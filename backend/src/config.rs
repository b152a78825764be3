//! Configuration management for the crop prediction server
//!
//! Supports hierarchical configuration loading:
//! 1. Default values in code
//! 2. Configuration files (config/development.toml, config/production.toml)
//! 3. Environment variable overrides with CROP_ prefix

use std::time::Duration;

use config::{ConfigError, Environment, File};
use serde::Deserialize;

/// Main application configuration
#[derive(Debug, Deserialize, Clone)]
pub struct Config {
    /// Current environment (development, production)
    pub environment: String,

    /// Server configuration
    pub server: ServerConfig,

    /// Prediction flow configuration
    pub prediction: PredictionConfig,

    /// Remote inference service configuration
    #[serde(default)]
    pub inference: InferenceConfig,
}

#[derive(Debug, Deserialize, Clone)]
pub struct ServerConfig {
    /// Server port
    pub port: u16,

    /// Server host
    pub host: String,
}

/// Which predictor backs the flows
#[derive(Debug, Deserialize, Clone, Copy, PartialEq, Eq)]
#[serde(rename_all = "lowercase")]
pub enum PredictorKind {
    /// Fixed payload after a simulated delay
    Mock,
    /// HTTP inference service
    Remote,
}

#[derive(Debug, Deserialize, Clone)]
pub struct PredictionConfig {
    pub backend: PredictorKind,

    /// Simulated latency of the mock predictor, in milliseconds
    pub delay_ms: u64,

    /// Upper bound on a single prediction, in seconds
    pub timeout_secs: u64,

    /// Most sessions held at once; the oldest is evicted beyond this
    pub max_sessions: usize,

    /// Sessions older than this are swept on the next create, in seconds
    pub session_ttl_secs: u64,
}

impl PredictionConfig {
    pub fn delay(&self) -> Duration {
        Duration::from_millis(self.delay_ms)
    }

    pub fn timeout(&self) -> Duration {
        Duration::from_secs(self.timeout_secs)
    }

    pub fn session_ttl(&self) -> Duration {
        Duration::from_secs(self.session_ttl_secs)
    }
}

impl Default for PredictionConfig {
    fn default() -> Self {
        Self {
            backend: PredictorKind::Mock,
            delay_ms: 3000,
            timeout_secs: 30,
            max_sessions: 1000,
            session_ttl_secs: 3600,
        }
    }
}

#[derive(Debug, Deserialize, Clone, Default)]
pub struct InferenceConfig {
    /// Inference API endpoint
    pub api_endpoint: Option<String>,

    /// Inference API key
    pub api_key: Option<String>,
}

impl Config {
    /// Load configuration from files and environment variables
    pub fn load() -> Result<Self, ConfigError> {
        let environment =
            std::env::var("CROP_ENVIRONMENT").unwrap_or_else(|_| "development".into());

        let config = config::Config::builder()
            // Start with default values
            .set_default("environment", environment.clone())?
            .set_default("server.port", 3000)?
            .set_default("server.host", "0.0.0.0")?
            .set_default("prediction.backend", "mock")?
            .set_default("prediction.delay_ms", 3000)?
            .set_default("prediction.timeout_secs", 30)?
            .set_default("prediction.max_sessions", 1000)?
            .set_default("prediction.session_ttl_secs", 3600)?
            // Load environment-specific config file
            .add_source(File::with_name(&format!("config/{}", environment)).required(false))
            // Override with environment variables (CROP_ prefix)
            .add_source(
                Environment::with_prefix("CROP")
                    .separator("__")
                    .try_parsing(true),
            )
            .build()?;

        let config: Config = config.try_deserialize()?;
        config.validate()?;
        Ok(config)
    }

    /// Reject combinations the server cannot start with
    pub fn validate(&self) -> Result<(), ConfigError> {
        if self.prediction.backend == PredictorKind::Remote
            && self.inference.api_endpoint.is_none()
        {
            return Err(ConfigError::Message(
                "prediction.backend = remote requires inference.api_endpoint".to_string(),
            ));
        }
        if self.prediction.timeout_secs == 0 {
            return Err(ConfigError::Message(
                "prediction.timeout_secs must be greater than zero".to_string(),
            ));
        }
        if self.prediction.max_sessions == 0 {
            return Err(ConfigError::Message(
                "prediction.max_sessions must be greater than zero".to_string(),
            ));
        }
        Ok(())
    }
}

impl Default for ServerConfig {
    fn default() -> Self {
        Self {
            port: 3000,
            host: "0.0.0.0".to_string(),
        }
    }
}

impl Default for Config {
    fn default() -> Self {
        Self {
            environment: "development".to_string(),
            server: ServerConfig::default(),
            prediction: PredictionConfig::default(),
            inference: InferenceConfig::default(),
        }
    }
}
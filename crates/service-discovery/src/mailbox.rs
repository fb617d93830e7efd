//! Coalescing notification mailboxes
//!
//! Connection-state flips and children-change notifications are idempotent
//! "something changed, re-check" signals. A mailbox never queues more than
//! one pending value per key: posting replaces what is pending and wakes the
//! consumer through a one-slot channel, so a burst of notifications costs
//! O(1) work on the consumer side.

use indexmap::IndexSet;
use std::hash::Hash;
use std::sync::{Mutex, MutexGuard, PoisonError};

#[derive(Debug, Clone, Copy, PartialEq, Eq)]
enum Coalesce {
    /// Keep only the most recent value
    Latest,
    /// Keep the most recent signal for every distinct value
    PerKey,
}

/// Bounded mailbox drained by a single consumer loop
pub(crate) struct Mailbox<T> {
    mode: Coalesce,
    pending: Mutex<IndexSet<T>>,
    wake_tx: async_channel::Sender<()>,
    wake_rx: async_channel::Receiver<()>,
}

impl<T: Hash + Eq> Mailbox<T> {
    /// Single-slot mailbox: a new post discards anything still pending
    pub(crate) fn latest() -> Self {
        Self::with_mode(Coalesce::Latest)
    }

    /// One slot per distinct value, delivered in first-posted order
    pub(crate) fn per_key() -> Self {
        Self::with_mode(Coalesce::PerKey)
    }

    fn with_mode(mode: Coalesce) -> Self {
        let (wake_tx, wake_rx) = async_channel::bounded(1);
        Self {
            mode,
            pending: Mutex::new(IndexSet::new()),
            wake_tx,
            wake_rx,
        }
    }

    fn pending(&self) -> MutexGuard<'_, IndexSet<T>> {
        self.pending.lock().unwrap_or_else(PoisonError::into_inner)
    }

    /// Post a value without blocking. Returns `false` once the mailbox is closed.
    pub(crate) fn post(&self, value: T) -> bool {
        if self.wake_tx.is_closed() {
            return false;
        }
        {
            let mut pending = self.pending();
            if self.mode == Coalesce::Latest {
                pending.clear();
            }
            pending.insert(value);
        }
        // A full wake slot already guarantees the consumer will look again
        let _ = self.wake_tx.try_send(());
        true
    }

    /// Wait for the next value. Returns `None` once closed and drained.
    pub(crate) async fn recv(&self) -> Option<T> {
        loop {
            if self.wake_rx.recv().await.is_err() {
                return self.pending().shift_remove_index(0);
            }
            let (next, more) = {
                let mut pending = self.pending();
                let next = pending.shift_remove_index(0);
                (next, !pending.is_empty())
            };
            if more {
                let _ = self.wake_tx.try_send(());
            }
            if next.is_some() {
                return next;
            }
        }
    }

    /// Stop accepting posts; the consumer drains what is pending, then sees `None`
    pub(crate) fn close(&self) {
        self.wake_tx.close();
    }

    /// Whether `close` was called
    pub(crate) fn is_closed(&self) -> bool {
        self.wake_tx.is_closed()
    }
}
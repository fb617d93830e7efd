//! Configuration structures for service discovery

use crate::error::Result;
use serde::{Deserialize, Serialize};
use std::time::Duration;

/// Service discovery configuration
#[derive(Debug, Clone, PartialEq, Eq, Serialize, Deserialize)]
pub struct DiscoveryConfig {
    /// Tree path under which services are registered
    #[serde(default = "default_base_path")]
    pub base_path: String,
    /// Create attempts per registration before the error is surfaced
    #[serde(default = "default_register_attempts")]
    pub register_attempts: u32,
    /// Delay before re-registering after a reconnect, in milliseconds
    #[serde(default = "default_reconnect_grace_ms")]
    pub reconnect_grace_ms: u64,
}

fn default_base_path() -> String {
    "/services".to_string()
}

fn default_register_attempts() -> u32 {
    3
}

fn default_reconnect_grace_ms() -> u64 {
    5_000
}

impl Default for DiscoveryConfig {
    fn default() -> Self {
        Self {
            base_path: default_base_path(),
            register_attempts: default_register_attempts(),
            reconnect_grace_ms: default_reconnect_grace_ms(),
        }
    }
}

impl DiscoveryConfig {
    /// Load configuration from file
    pub async fn from_file(path: impl AsRef<std::path::Path>) -> Result<Self> {
        let contents = async_fs::read_to_string(path.as_ref()).await?;

        // YAML by extension, JSON otherwise
        match path.as_ref().extension().and_then(|s| s.to_str()) {
            Some("yaml") | Some("yml") => Ok(serde_yaml::from_str(&contents)?),
            _ => Ok(serde_json::from_str(&contents)?),
        }
    }

    /// Use a different base path
    pub fn with_base_path(mut self, base_path: impl Into<String>) -> Self {
        self.base_path = base_path.into();
        self
    }

    /// Use a different reconnect grace period
    pub fn with_reconnect_grace(mut self, grace: Duration) -> Self {
        self.reconnect_grace_ms = grace.as_millis() as u64;
        self
    }

    /// Reconnect grace period
    pub fn reconnect_grace(&self) -> Duration {
        Duration::from_millis(self.reconnect_grace_ms)
    }
}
########
* Brief:
For this exercise, output exactly the lines above from the line with "in first-posted order" to the line with "(next, !pending.is_empty())", counting both, and leave out the rest.

* Output for this task:
    /// One slot per distinct value, delivered in first-posted order
    pub(crate) fn per_key() -> Self {
        Self::with_mode(Coalesce::PerKey)
    }

    fn with_mode(mode: Coalesce) -> Self {
        let (wake_tx, wake_rx) = async_channel::bounded(1);
        Self {
            mode,
            pending: Mutex::new(IndexSet::new()),
            wake_tx,
            wake_rx,
        }
    }

    fn pending(&self) -> MutexGuard<'_, IndexSet<T>> {
        self.pending.lock().unwrap_or_else(PoisonError::into_inner)
    }

    /// Post a value without blocking. Returns `false` once the mailbox is closed.
    pub(crate) fn post(&self, value: T) -> bool {
        if self.wake_tx.is_closed() {
            return false;
        }
        {
            let mut pending = self.pending();
            if self.mode == Coalesce::Latest {
                pending.clear();
            }
            pending.insert(value);
        }
        // A full wake slot already guarantees the consumer will look again
        let _ = self.wake_tx.try_send(());
        true
    }

    /// Wait for the next value. Returns `None` once closed and drained.
    pub(crate) async fn recv(&self) -> Option<T> {
        loop {
            if self.wake_rx.recv().await.is_err() {
                return self.pending().shift_remove_index(0);
            }
            let (next, more) = {
                let mut pending = self.pending();
                let next = pending.shift_remove_index(0);
                (next, !pending.is_empty())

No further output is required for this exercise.